■ **Material for the task**
----

//! Custom panic hook for structured crash reports.
//!
//! ## TUI Compatibility
//!
//! The hook leaves raw mode and the alternate screen before printing, so a
//! crash inside the viewer still produces a readable report and a usable
//! terminal.

use std::panic::PanicHookInfo;
use std::sync::atomic::{AtomicBool, Ordering};

const VERSION: &str = env!("CARGO_PKG_VERSION");

static TUI_ACTIVE: AtomicBool = AtomicBool::new(false);

/// Record whether the viewer currently owns the terminal.
pub fn set_tui_active(active: bool) {
    TUI_ACTIVE.store(active, Ordering::SeqCst);
}

pub fn is_tui_active() -> bool {
    TUI_ACTIVE.load(Ordering::SeqCst)
}

/// Install the custom panic hook.
///
/// Call early in `main()`, before the terminal is switched to raw mode.
pub fn install_panic_hook() {
    std::panic::set_hook(Box::new(|info| {
        print_crash_report(info);
    }));
}

fn print_crash_report(info: &PanicHookInfo<'_>) {
    exit_tui_mode();

    log::error!("panic: {}", extract_panic_message(info));

    eprintln!();
    print_header();
    print_panic_details(info);
    print_backtrace_section();
}

fn exit_tui_mode() {
    if !is_tui_active() {
        return;
    }
    set_tui_active(false);

    // Ignore errors - we're already panicking
    let _ = crossterm::terminal::disable_raw_mode();
    let _ = crossterm::execute!(
        std::io::stdout(),
        crossterm::terminal::LeaveAlternateScreen,
        crossterm::cursor::Show
    );
}

fn print_header() {
    let platform = std::env::consts::OS;
    let timestamp = chrono::Utc::now().format("%Y-%m-%d %H:%M:%S UTC");

    eprintln!("╔══════════════════════════════════════════════════════════════════════════════╗");
    eprintln!("║                           COVVIEW CRASH REPORT                               ║");
    eprintln!("╠══════════════════════════════════════════════════════════════════════════════╣");
    eprintln!("║  Version: {:<67} ║", VERSION);
    eprintln!("║  Platform: {:<66} ║", platform);
    eprintln!("║  Time: {:<70} ║", timestamp);
    eprintln!("╠══════════════════════════════════════════════════════════════════════════════╣");
}

fn print_panic_details(info: &PanicHookInfo<'_>) {
    let message = extract_panic_message(info);
    eprintln!("║  PANIC: {:<68} ║", truncate(&message, 68));

    if let Some(location) = info.location() {
        let loc_str = format!(
            "{}:{}:{}",
            location.file(),
            location.line(),
            location.column()
        );
        eprintln!("║  Location: {:<66} ║", truncate(&loc_str, 66));
    }
}

fn print_backtrace_section() {
    eprintln!("╠══════════════════════════════════════════════════════════════════════════════╣");

    if std::env::var("RUST_BACKTRACE").is_ok() {
        eprintln!("║  STACK TRACE:                                                                ║");
        eprintln!("╚══════════════════════════════════════════════════════════════════════════════╝");
        eprintln!();
        eprintln!("{}", std::backtrace::Backtrace::capture());
    } else {
        eprintln!("║  Run with RUST_BACKTRACE=1 for stack trace                                   ║");
        eprintln!("╚══════════════════════════════════════════════════════════════════════════════╝");
    }
}

fn extract_panic_message(info: &PanicHookInfo<'_>) -> String {
    if let Some(s) = info.payload().downcast_ref::<&str>() {
        s.to_string()
    } else if let Some(s) = info.payload().downcast_ref::<String>() {
        s.clone()
    } else {
        "Unknown panic".to_string()
    }
}

fn truncate(s: &str, max_len: usize) -> String {
    if s.chars().count() <= max_len {
        s.to_string()
    } else {
        let kept: String = s.chars().take(max_len.saturating_sub(3)).collect();
        format!("{}...", kept)
    }
}
//! Decoding coverage reports from bytes and files.
//!
//! Decoding is all-or-nothing: either the whole document matches the
//! report shape or the call fails. There is no default substitution for
//! absent fields and no partial result for a malformed record.

use super::model::Report;
use crate::errors::DecodeError;
use std::fs;
use std::path::Path;

/// Decode a report from raw JSON bytes.
///
/// Pure function of its input: decoding the same bytes twice yields
/// structurally equal reports.
pub fn decode(bytes: &[u8]) -> Result<Report, DecodeError> {
    let report = serde_json::from_slice::<Report>(bytes)?;
    Ok(report)
}

/// Read the file at `path` once and decode it.
pub fn read_report(path: &Path) -> Result<Report, DecodeError> {
    let bytes = fs::read(path).map_err(|e| DecodeError::io(path, e))?;
    log::debug!("Read {} bytes from {}", bytes.len(), path.display());
    decode(&bytes)
}
//! Main view rendering.
//!
//! Layout, top to bottom: the "Select a JSON file" button, then either the
//! prompt or the summary block plus the scrollable target list, then a
//! one-line footer. The picker and help overlays draw on top.

use super::app::{ViewMode, ViewerApp};
use super::layout::{centered_rect, render_help_overlay};
use super::list_state::calculate_visible_range;
use super::picker::{EntryKind, FilePicker};
use super::theme::Theme;
use crate::display::tree::{DisplayTree, Summary, TargetGroup, OPEN_BUTTON};
use ratatui::{
    layout::{Constraint, Direction, Layout, Rect},
    style::Style,
    text::{Line, Span},
    widgets::{Block, Borders, Clear, Paragraph},
    Frame,
};

/// Render the whole screen
pub fn render(frame: &mut Frame, app: &mut ViewerApp) {
    let theme = Theme::default();
    let chunks = Layout::default()
        .direction(Direction::Vertical)
        .constraints([
            Constraint::Length(2), // Button
            Constraint::Min(0),    // Body
            Constraint::Length(1), // Footer
        ])
        .split(frame.area());

    render_button(frame, chunks[0], &theme);
    render_body(frame, app, chunks[1], &theme);
    render_footer(frame, app, chunks[2], &theme);

    match app.view_mode() {
        ViewMode::Main => {}
        ViewMode::Picker => render_picker_overlay(frame, app, &theme),
        ViewMode::Help => render_help_overlay(frame),
    }
}

fn render_button(frame: &mut Frame, area: Rect, theme: &Theme) {
    let line = Line::from(vec![
        Span::styled(format!(" {} ", OPEN_BUTTON), theme.button_style()),
        Span::styled("  (o)", theme.muted_style()),
    ]);
    let button = Paragraph::new(line).block(Block::default().borders(Borders::BOTTOM));
    frame.render_widget(button, area);
}

fn render_body(frame: &mut Frame, app: &mut ViewerApp, area: Rect, theme: &Theme) {
    let (summary_lines, list_lines) = match app.tree() {
        DisplayTree::Prompt(prompt) => {
            let prompt = Paragraph::new(Span::styled(prompt.clone(), theme.muted_style()));
            frame.render_widget(prompt, area);
            app.set_list_geometry(0, area.height as usize);
            return;
        }
        DisplayTree::Coverage { summary, groups } => {
            (summary_lines(summary, theme), flatten(groups, theme))
        }
    };

    let chunks = Layout::default()
        .direction(Direction::Vertical)
        .constraints([
            Constraint::Length(summary_lines.len() as u16 + 1),
            Constraint::Min(0),
        ])
        .split(area);

    let summary = Paragraph::new(summary_lines).block(Block::default().borders(Borders::BOTTOM));
    frame.render_widget(summary, chunks[0]);

    let viewport = chunks[1].height as usize;
    app.set_list_geometry(list_lines.len(), viewport);
    let range = calculate_visible_range(app.scroll_offset(), viewport, list_lines.len());
    let visible: Vec<Line<'static>> = list_lines[range].to_vec();
    frame.render_widget(Paragraph::new(visible), chunks[1]);
}

fn summary_lines(summary: &Summary, theme: &Theme) -> Vec<Line<'static>> {
    vec![
        Line::from(Span::styled(summary.title.clone(), theme.title_style())),
        Line::from(summary.covered_lines.clone()),
        Line::from(summary.executable_lines.clone()),
        Line::from(summary.total_coverage.clone()),
    ]
}

/// Flatten target groups into scrollable lines.
///
/// One header per target, one line per file, a blank line between targets.
pub fn flatten(groups: &[TargetGroup], theme: &Theme) -> Vec<Line<'static>> {
    let mut lines = Vec::new();

    for (index, group) in groups.iter().enumerate() {
        if index > 0 {
            lines.push(Line::default());
        }
        lines.push(Line::from(vec![
            Span::styled("Target: ", theme.label_style()),
            Span::styled(group.header.clone(), theme.emphasis_style()),
        ]));
        for row in &group.rows {
            lines.push(Line::from(vec![
                Span::raw("  "),
                Span::styled(row.name.clone(), theme.emphasis_style()),
                Span::raw(" — "),
                Span::raw(row.coverage.clone()),
                Span::raw(" — "),
                Span::raw(row.line_counts.clone()),
            ]));
        }
    }

    lines
}

fn render_footer(frame: &mut Frame, app: &ViewerApp, area: Rect, theme: &Theme) {
    let loading: Vec<String> = app
        .loading()
        .map(|path| {
            path.file_name()
                .map(|name| name.to_string_lossy().into_owned())
                .unwrap_or_else(|| path.display().to_string())
        })
        .collect();

    let line = if let Some(status) = loading_status(&loading) {
        Line::from(Span::styled(status, Style::default().fg(theme.accent())))
    } else {
        let mut spans = Vec::new();
        if app.has_report() && app.list_len() > 0 {
            let shown = (app.scroll_offset() + app.list_viewport()).min(app.list_len());
            spans.push(Span::styled(
                format!("{}/{} lines", shown, app.list_len()),
                theme.muted_style(),
            ));
            spans.push(Span::raw("  |  "));
        }
        for (key, label) in [("o", ":Open  "), ("↑↓/jk", ":Scroll  "), ("?", ":Help  "), ("q", ":Quit")] {
            spans.push(Span::styled(key, Style::default().fg(theme.accent())));
            spans.push(Span::raw(label));
        }
        Line::from(spans)
    };

    frame.render_widget(Paragraph::new(line), area);
}

/// Status text for loads in flight: the newest file plus how many others are pending.
fn loading_status(loading: &[String]) -> Option<String> {
    let newest = loading.last()?;
    match loading.len() - 1 {
        0 => Some(format!("Loading {}…", newest)),
        others => Some(format!("Loading {}… (+{})", newest, others)),
    }
}

fn render_picker_overlay(frame: &mut Frame, app: &mut ViewerApp, theme: &Theme) {
    let area = centered_rect(80, 80, frame.area());
    let block = Block::default()
        .borders(Borders::ALL)
        .title("Select a JSON file (Enter to open, Esc to cancel)")
        .border_style(Style::default().fg(theme.accent()));
    let inner = block.inner(area);

    frame.render_widget(Clear, area);
    frame.render_widget(block, area);

    let chunks = Layout::default()
        .direction(Direction::Vertical)
        .constraints([
            Constraint::Length(1), // Current directory
            Constraint::Min(0),    // Entries
            Constraint::Length(1), // Error or hint
        ])
        .split(inner);

    let viewport = chunks[1].height as usize;
    app.set_picker_viewport(viewport);
    let Some(picker) = app.picker() else {
        return;
    };

    let dir_line = Paragraph::new(Span::styled(
        picker.dir().display().to_string(),
        theme.muted_style(),
    ));
    frame.render_widget(dir_line, chunks[0]);
    frame.render_widget(Paragraph::new(picker_lines(picker, viewport, theme)), chunks[1]);

    let status = match picker.error() {
        Some(error) => Span::styled(error.to_string(), Style::default().fg(ratatui::style::Color::Yellow)),
        None if picker.entries().iter().all(|e| e.kind != EntryKind::JsonFile) => {
            Span::styled("No JSON files here", theme.muted_style())
        }
        None => Span::styled(". toggles hidden files", theme.muted_style()),
    };
    frame.render_widget(Paragraph::new(status), chunks[2]);
}

fn picker_lines(picker: &FilePicker, viewport: usize, theme: &Theme) -> Vec<Line<'static>> {
    let entries = picker.entries();
    let range = calculate_visible_range(picker.scroll_offset(), viewport, entries.len());

    entries[range.clone()]
        .iter()
        .zip(range)
        .map(|(entry, index)| {
            let is_selected = index == picker.selected_index();
            let indicator = if is_selected { "▸ " } else { "  " };
            let (label, style) = match entry.kind {
                EntryKind::Parent | EntryKind::Directory => {
                    (format!("{}/", entry.name), theme.directory_style())
                }
                EntryKind::JsonFile => (entry.name.clone(), Style::default()),
            };
            let line = Line::from(vec![
                Span::styled(indicator, Style::default().fg(theme.accent())),
                Span::styled(label, style),
            ]);
            if is_selected {
                line.style(theme.selected_style())
            } else {
                line
            }
        })
        .collect()
}

#[cfg(test)]
mod tests {
    use super::*;
    use crate::tui::app::PickerOptions;
    use ratatui::{backend::TestBackend, buffer::Buffer, Terminal};
    use std::fs;
    use std::path::Path;
    use std::time::Duration;

    const REPORT: &str = r#"{"coveredLines":80,"executableLines":100,"lineCoverage":0.8,"targets":[{"buildProductPath":"/a/b/T.app","coveredLines":80,"executableLines":100,"files":[{"coveredLines":80,"executableLines":100,"functions":[{"coveredLines":1,"executableLines":1,"executionCount":3,"lineCoverage":1.0,"lineNumber":7,"name":"secretFunction()"}],"lineCoverage":0.8,"name":"F.swift","path":"/a/b/F.swift"}],"lineCoverage":0.8,"name":"T"}]}"#;

    fn buffer_text(buffer: &Buffer) -> String {
        buffer
            .content()
            .chunks(buffer.area.width as usize)
            .map(|row| row.iter().map(|cell| cell.symbol()).collect::<String>())
            .collect::<Vec<_>>()
            .join("\n")
    }

    fn draw(app: &mut ViewerApp, width: u16, height: u16) -> String {
        let mut terminal = Terminal::new(TestBackend::new(width, height)).unwrap();
        terminal.draw(|frame| render(frame, app)).unwrap();
        buffer_text(terminal.backend().buffer())
    }

    fn app_in(dir: &Path) -> ViewerApp {
        ViewerApp::new(PickerOptions {
            start_dir: dir.to_path_buf(),
            show_hidden: false,
        })
    }

    fn loaded_app(dir: &Path, json: &str) -> ViewerApp {
        let path = dir.join("report.json");
        fs::write(&path, json).unwrap();
        let mut app = app_in(dir);
        app.start_load(path);
        assert!(app.block_on_load(Duration::from_secs(5)));
        app
    }

    #[test]
    fn test_empty_state_shows_button_and_prompt() {
        let dir = tempfile::tempdir().unwrap();
        let mut app = app_in(dir.path());

        let screen = draw(&mut app, 80, 12);

        assert!(screen.contains("Select a JSON file"));
        assert!(screen.contains("Select a JSON file to see the Code Coverage."));
        assert!(!screen.contains("Covered lines"));
    }

    #[test]
    fn test_loaded_state_shows_summary_and_rows() {
        let dir = tempfile::tempdir().unwrap();
        let mut app = loaded_app(dir.path(), REPORT);

        let screen = draw(&mut app, 80, 16);

        assert!(screen.contains("Code Coverage"));
        assert!(screen.contains("Covered lines: 80"));
        assert!(screen.contains("Executable lines: 100"));
        assert!(screen.contains("Total Coverage: 80.00%"));
        assert!(screen.contains("Target: T.app"));
        assert!(screen.contains("F.swift — 80.00% — 80 / 100"));
        assert!(!screen.contains("secretFunction"));
        assert!(!screen.contains("to see the Code Coverage"));
    }

    #[test]
    fn test_scrolled_list_hides_first_target() {
        let dir = tempfile::tempdir().unwrap();
        let targets: Vec<String> = (0..20)
            .map(|i| {
                format!(
                    r#"{{"buildProductPath":"/p/T{i}.app","coveredLines":1,"executableLines":2,"files":[{{"coveredLines":1,"executableLines":2,"functions":[],"lineCoverage":0.5,"name":"f{i}.swift","path":"/f"}}],"lineCoverage":0.5,"name":"T{i}"}}"#
                )
            })
            .collect();
        let json = format!(
            r#"{{"coveredLines":20,"executableLines":40,"lineCoverage":0.5,"targets":[{}]}}"#,
            targets.join(",")
        );
        let mut app = loaded_app(dir.path(), &json);

        let first = draw(&mut app, 60, 20);
        assert!(first.contains("Target: T0.app"));
        // 20 groups: 20 headers + 20 rows + 19 separators
        assert_eq!(app.list_len(), 59);

        let (total, viewport) = (app.list_len(), app.list_viewport());
        app.scroll_mut().scroll_to_bottom(total, viewport);
        let bottom = draw(&mut app, 60, 20);
        assert!(!bottom.contains("Target: T0.app"));
        assert!(bottom.contains("Target: T19.app"));
        assert!(bottom.contains("f19.swift — 50.00% — 1 / 2"));
    }

    #[test]
    fn test_picker_overlay_lists_json_files() {
        let dir = tempfile::tempdir().unwrap();
        fs::write(dir.path().join("coverage.json"), "{}").unwrap();
        fs::write(dir.path().join("readme.md"), "").unwrap();
        let mut app = app_in(dir.path());
        app.request_load();

        let screen = draw(&mut app, 100, 30);

        assert!(screen.contains("coverage.json"));
        assert!(!screen.contains("readme.md"));
        assert!(screen.contains("Esc to cancel"));
    }

    #[test]
    fn test_help_overlay() {
        let dir = tempfile::tempdir().unwrap();
        let mut app = app_in(dir.path());
        app.set_view_mode(ViewMode::Help);

        let screen = draw(&mut app, 100, 30);
        assert!(screen.contains("Help (any key to close)"));
        assert!(screen.contains("Parent directory"));
    }

    #[test]
    fn test_loading_status_counts_other_loads() {
        assert_eq!(loading_status(&[]), None);
        assert_eq!(
            loading_status(&["a.json".to_string()]).as_deref(),
            Some("Loading a.json…")
        );
        assert_eq!(
            loading_status(&["a.json".to_string(), "b.json".to_string()]).as_deref(),
            Some("Loading b.json… (+1)")
        );
    }

    #[test]
    fn test_footer_shows_pending_load_count() {
        let dir = tempfile::tempdir().unwrap();
        let mut app = app_in(dir.path());
        app.start_load(dir.path().join("a.json"));
        app.start_load(dir.path().join("b.json"));

        let screen = draw(&mut app, 80, 12);

        assert!(screen.contains("Loading b.json… (+1)"));
    }

    #[test]
    fn test_flatten_separates_groups() {
        let theme = Theme::default();
        let groups = vec![
            TargetGroup {
                header: "A.app".into(),
                rows: vec![],
            },
            TargetGroup {
                header: "B.app".into(),
                rows: vec![],
            },
        ];

        let lines = flatten(&groups, &theme);
        assert_eq!(lines.len(), 3);
        assert!(lines[1].spans.is_empty());
    }
}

----

Please write out exactly the lines from the start of the data through the line that contains "static TUI_ACTIVE: AtomicBool", both ends included, and nothing else.

■ **Written solution**
//! Custom panic hook for structured crash reports.
//!
//! ## TUI Compatibility
//!
//! The hook leaves raw mode and the alternate screen before printing, so a
//! crash inside the viewer still produces a readable report and a usable
//! terminal.

use std::panic::PanicHookInfo;
use std::sync::atomic::{AtomicBool, Ordering};

const VERSION: &str = env!("CARGO_PKG_VERSION");

static TUI_ACTIVE: AtomicBool = AtomicBool::new(false);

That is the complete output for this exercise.